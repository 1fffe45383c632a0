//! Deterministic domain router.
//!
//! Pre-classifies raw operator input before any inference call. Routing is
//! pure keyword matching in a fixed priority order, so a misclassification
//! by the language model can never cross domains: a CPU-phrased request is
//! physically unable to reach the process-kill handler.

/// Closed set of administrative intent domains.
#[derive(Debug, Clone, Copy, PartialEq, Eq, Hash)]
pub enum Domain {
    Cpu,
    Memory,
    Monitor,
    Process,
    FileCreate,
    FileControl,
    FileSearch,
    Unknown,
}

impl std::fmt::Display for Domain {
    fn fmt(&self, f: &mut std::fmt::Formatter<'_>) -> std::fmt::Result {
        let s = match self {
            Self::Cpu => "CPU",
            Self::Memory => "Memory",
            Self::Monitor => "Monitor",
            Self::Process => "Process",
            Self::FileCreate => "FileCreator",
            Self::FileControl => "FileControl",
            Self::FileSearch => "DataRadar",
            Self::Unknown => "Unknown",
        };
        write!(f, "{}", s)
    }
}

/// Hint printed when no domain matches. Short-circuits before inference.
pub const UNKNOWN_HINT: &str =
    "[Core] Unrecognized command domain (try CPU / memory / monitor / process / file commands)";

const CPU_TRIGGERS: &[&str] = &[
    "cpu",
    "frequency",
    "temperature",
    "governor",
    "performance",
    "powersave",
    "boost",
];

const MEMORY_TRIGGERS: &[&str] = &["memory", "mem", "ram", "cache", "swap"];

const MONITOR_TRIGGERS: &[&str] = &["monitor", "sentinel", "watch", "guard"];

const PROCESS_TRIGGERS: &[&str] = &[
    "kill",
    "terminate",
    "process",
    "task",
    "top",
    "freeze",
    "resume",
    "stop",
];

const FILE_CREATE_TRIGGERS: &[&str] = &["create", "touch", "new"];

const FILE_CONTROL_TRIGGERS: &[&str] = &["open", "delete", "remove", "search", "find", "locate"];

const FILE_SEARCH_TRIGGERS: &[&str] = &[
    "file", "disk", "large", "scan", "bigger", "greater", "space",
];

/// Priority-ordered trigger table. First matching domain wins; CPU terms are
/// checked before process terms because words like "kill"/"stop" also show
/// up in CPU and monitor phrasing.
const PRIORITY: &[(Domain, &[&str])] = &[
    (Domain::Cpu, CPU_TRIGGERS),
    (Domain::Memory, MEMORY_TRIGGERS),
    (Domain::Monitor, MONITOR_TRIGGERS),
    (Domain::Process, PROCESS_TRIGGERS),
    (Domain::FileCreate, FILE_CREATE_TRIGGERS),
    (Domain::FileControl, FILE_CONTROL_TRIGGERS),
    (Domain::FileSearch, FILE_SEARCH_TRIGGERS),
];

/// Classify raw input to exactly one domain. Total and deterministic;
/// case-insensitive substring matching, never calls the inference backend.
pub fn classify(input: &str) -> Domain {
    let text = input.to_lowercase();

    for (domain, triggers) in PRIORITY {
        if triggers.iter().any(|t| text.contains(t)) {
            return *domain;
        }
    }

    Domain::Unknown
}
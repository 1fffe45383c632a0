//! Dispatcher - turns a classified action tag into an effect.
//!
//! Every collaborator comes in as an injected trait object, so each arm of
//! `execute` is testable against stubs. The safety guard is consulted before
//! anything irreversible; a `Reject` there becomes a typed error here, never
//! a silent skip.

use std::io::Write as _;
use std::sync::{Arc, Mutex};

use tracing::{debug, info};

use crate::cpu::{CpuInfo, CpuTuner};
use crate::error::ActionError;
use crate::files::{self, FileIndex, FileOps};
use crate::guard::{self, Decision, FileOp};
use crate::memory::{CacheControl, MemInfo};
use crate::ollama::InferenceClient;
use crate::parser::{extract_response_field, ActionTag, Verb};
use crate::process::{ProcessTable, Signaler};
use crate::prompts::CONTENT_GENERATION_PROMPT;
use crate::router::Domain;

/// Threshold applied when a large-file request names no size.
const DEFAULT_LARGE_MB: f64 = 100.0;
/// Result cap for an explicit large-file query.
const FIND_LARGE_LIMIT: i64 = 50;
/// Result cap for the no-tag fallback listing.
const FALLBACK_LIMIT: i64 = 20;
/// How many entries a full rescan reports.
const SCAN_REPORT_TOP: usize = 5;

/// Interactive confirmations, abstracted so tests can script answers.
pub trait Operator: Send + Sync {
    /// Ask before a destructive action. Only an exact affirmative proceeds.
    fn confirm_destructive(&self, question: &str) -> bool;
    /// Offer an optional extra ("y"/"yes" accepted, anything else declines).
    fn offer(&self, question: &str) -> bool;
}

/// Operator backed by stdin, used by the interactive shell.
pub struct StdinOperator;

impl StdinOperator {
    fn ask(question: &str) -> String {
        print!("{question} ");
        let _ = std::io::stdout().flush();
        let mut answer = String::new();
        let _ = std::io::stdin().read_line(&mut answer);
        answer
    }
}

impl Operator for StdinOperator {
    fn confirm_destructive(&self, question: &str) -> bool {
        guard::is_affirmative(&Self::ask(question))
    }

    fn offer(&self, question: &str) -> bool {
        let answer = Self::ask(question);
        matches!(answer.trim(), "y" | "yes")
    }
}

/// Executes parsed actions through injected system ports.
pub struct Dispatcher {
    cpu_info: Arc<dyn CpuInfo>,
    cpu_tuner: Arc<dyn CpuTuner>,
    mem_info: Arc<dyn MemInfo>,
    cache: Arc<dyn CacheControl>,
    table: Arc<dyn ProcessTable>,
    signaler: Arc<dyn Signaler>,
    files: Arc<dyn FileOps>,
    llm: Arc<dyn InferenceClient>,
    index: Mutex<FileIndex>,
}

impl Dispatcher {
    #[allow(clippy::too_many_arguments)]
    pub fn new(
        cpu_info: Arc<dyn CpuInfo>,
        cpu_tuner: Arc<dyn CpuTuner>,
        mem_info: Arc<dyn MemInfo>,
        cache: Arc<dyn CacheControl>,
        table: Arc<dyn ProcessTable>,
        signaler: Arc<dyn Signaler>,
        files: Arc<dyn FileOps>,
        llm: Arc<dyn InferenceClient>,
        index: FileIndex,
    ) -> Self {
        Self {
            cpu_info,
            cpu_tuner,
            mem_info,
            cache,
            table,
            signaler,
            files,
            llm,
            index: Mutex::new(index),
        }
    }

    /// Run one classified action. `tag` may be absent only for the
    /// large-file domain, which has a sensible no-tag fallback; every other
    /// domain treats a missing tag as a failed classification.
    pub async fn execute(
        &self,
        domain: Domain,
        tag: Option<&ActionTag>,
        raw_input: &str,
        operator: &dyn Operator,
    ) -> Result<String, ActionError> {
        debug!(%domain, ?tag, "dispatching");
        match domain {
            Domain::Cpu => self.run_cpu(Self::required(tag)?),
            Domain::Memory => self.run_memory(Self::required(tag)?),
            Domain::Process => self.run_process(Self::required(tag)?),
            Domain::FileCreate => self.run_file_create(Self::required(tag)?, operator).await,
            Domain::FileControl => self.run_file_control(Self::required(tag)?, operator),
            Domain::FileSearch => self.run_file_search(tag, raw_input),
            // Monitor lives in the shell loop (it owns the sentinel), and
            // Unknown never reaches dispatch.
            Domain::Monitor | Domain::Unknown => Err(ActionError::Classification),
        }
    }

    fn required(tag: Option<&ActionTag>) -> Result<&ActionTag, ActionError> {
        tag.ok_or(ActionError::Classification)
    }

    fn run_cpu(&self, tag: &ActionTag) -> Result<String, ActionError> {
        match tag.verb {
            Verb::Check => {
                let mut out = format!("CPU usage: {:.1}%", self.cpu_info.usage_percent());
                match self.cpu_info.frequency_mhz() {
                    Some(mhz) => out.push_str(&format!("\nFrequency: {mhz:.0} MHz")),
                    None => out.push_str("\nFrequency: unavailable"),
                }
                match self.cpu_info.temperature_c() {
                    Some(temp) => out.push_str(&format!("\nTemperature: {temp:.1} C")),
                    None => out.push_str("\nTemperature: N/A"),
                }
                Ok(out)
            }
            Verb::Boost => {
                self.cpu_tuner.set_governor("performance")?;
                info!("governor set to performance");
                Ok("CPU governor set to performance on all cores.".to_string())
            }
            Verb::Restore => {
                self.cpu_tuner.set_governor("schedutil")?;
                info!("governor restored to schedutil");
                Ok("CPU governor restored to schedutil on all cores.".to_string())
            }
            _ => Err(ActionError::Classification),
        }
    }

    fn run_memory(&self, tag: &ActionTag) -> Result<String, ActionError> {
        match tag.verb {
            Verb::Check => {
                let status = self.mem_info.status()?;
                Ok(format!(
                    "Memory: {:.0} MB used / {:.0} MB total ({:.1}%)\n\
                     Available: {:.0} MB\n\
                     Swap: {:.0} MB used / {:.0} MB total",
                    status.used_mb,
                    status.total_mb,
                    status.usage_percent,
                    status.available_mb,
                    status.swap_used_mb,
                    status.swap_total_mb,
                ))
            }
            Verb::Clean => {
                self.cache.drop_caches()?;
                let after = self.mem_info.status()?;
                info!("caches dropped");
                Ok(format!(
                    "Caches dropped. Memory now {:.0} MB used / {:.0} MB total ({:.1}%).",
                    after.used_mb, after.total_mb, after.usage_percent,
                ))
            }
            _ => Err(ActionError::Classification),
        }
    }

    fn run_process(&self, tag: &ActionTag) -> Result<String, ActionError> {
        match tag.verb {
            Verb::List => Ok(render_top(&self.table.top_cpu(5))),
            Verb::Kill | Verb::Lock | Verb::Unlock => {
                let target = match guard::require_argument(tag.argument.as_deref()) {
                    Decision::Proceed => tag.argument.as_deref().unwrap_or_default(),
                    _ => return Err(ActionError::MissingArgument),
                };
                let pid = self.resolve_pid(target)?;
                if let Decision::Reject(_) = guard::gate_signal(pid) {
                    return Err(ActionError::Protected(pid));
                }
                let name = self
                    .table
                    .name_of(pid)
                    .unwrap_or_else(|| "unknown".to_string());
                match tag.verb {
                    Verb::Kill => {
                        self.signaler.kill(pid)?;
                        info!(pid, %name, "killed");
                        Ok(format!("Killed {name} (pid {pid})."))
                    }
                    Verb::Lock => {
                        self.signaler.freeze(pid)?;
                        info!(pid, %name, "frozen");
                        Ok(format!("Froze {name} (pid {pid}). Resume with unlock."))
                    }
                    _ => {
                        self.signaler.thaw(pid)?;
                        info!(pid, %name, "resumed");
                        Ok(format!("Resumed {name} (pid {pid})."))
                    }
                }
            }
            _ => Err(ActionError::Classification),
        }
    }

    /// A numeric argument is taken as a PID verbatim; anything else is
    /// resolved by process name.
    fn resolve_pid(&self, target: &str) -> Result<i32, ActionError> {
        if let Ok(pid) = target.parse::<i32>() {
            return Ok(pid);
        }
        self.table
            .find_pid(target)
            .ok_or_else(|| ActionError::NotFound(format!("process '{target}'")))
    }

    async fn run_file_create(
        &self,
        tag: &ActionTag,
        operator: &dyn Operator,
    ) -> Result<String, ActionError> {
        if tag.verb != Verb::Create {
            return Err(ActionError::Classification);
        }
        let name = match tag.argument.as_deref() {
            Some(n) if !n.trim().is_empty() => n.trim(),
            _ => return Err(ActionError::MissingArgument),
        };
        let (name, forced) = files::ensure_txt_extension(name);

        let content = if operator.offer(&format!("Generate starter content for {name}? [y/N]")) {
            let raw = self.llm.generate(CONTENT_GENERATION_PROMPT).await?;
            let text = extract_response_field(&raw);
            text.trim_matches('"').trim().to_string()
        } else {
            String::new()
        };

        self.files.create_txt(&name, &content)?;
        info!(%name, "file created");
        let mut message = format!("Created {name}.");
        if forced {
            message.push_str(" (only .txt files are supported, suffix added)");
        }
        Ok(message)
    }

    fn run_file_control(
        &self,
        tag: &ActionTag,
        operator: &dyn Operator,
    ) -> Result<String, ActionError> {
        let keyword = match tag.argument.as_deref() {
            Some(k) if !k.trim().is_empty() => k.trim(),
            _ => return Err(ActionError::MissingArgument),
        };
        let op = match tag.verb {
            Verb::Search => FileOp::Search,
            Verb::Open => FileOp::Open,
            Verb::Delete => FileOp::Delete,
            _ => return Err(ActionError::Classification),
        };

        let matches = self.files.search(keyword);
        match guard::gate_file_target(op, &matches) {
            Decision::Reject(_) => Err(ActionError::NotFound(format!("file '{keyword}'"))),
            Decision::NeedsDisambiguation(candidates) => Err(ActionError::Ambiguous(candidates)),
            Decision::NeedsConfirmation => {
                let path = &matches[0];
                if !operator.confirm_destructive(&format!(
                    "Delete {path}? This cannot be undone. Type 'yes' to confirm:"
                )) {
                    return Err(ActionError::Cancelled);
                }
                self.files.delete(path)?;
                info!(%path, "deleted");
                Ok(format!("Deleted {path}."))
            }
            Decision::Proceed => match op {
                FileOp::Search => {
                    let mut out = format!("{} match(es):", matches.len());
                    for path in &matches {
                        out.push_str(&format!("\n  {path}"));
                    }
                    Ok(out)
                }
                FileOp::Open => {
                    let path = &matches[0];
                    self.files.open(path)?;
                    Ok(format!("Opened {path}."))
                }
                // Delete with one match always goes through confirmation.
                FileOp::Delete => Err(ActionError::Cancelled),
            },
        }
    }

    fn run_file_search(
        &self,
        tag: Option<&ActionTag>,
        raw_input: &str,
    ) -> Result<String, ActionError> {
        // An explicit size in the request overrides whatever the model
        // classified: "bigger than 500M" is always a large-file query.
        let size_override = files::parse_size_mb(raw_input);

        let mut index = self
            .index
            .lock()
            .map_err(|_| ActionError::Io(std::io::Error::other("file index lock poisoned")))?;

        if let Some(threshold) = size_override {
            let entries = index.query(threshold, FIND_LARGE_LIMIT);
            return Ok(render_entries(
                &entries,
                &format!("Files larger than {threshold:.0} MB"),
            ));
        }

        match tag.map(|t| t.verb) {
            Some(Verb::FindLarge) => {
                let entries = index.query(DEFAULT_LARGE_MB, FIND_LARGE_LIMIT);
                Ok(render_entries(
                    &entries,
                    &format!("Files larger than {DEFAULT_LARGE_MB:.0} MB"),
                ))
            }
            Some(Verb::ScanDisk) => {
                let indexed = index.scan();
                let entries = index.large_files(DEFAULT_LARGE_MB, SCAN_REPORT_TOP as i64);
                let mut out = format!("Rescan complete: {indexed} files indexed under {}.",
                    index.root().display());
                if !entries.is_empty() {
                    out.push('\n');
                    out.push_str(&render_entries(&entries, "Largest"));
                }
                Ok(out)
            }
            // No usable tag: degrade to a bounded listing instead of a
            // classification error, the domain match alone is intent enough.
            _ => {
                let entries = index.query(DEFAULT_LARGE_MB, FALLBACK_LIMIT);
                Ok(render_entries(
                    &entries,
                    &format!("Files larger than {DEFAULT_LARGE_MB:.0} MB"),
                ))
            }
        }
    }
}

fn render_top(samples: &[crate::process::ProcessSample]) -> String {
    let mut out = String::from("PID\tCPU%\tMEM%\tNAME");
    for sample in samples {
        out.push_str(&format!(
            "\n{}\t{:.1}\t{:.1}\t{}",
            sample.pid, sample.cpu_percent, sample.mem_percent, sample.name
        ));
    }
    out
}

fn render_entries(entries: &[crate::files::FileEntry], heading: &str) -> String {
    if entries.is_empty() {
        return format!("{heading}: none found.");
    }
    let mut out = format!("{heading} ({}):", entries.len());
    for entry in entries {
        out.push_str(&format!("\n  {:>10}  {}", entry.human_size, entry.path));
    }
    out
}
·····
Check each line of the listing for "nFrequency". Show those that have it.

**SOLUTION TO THE PROBLEM**
                    Some(mhz) => out.push_str(&format!("\nFrequency: {mhz:.0} MHz")),
                    None => out.push_str("\nFrequency: unavailable"),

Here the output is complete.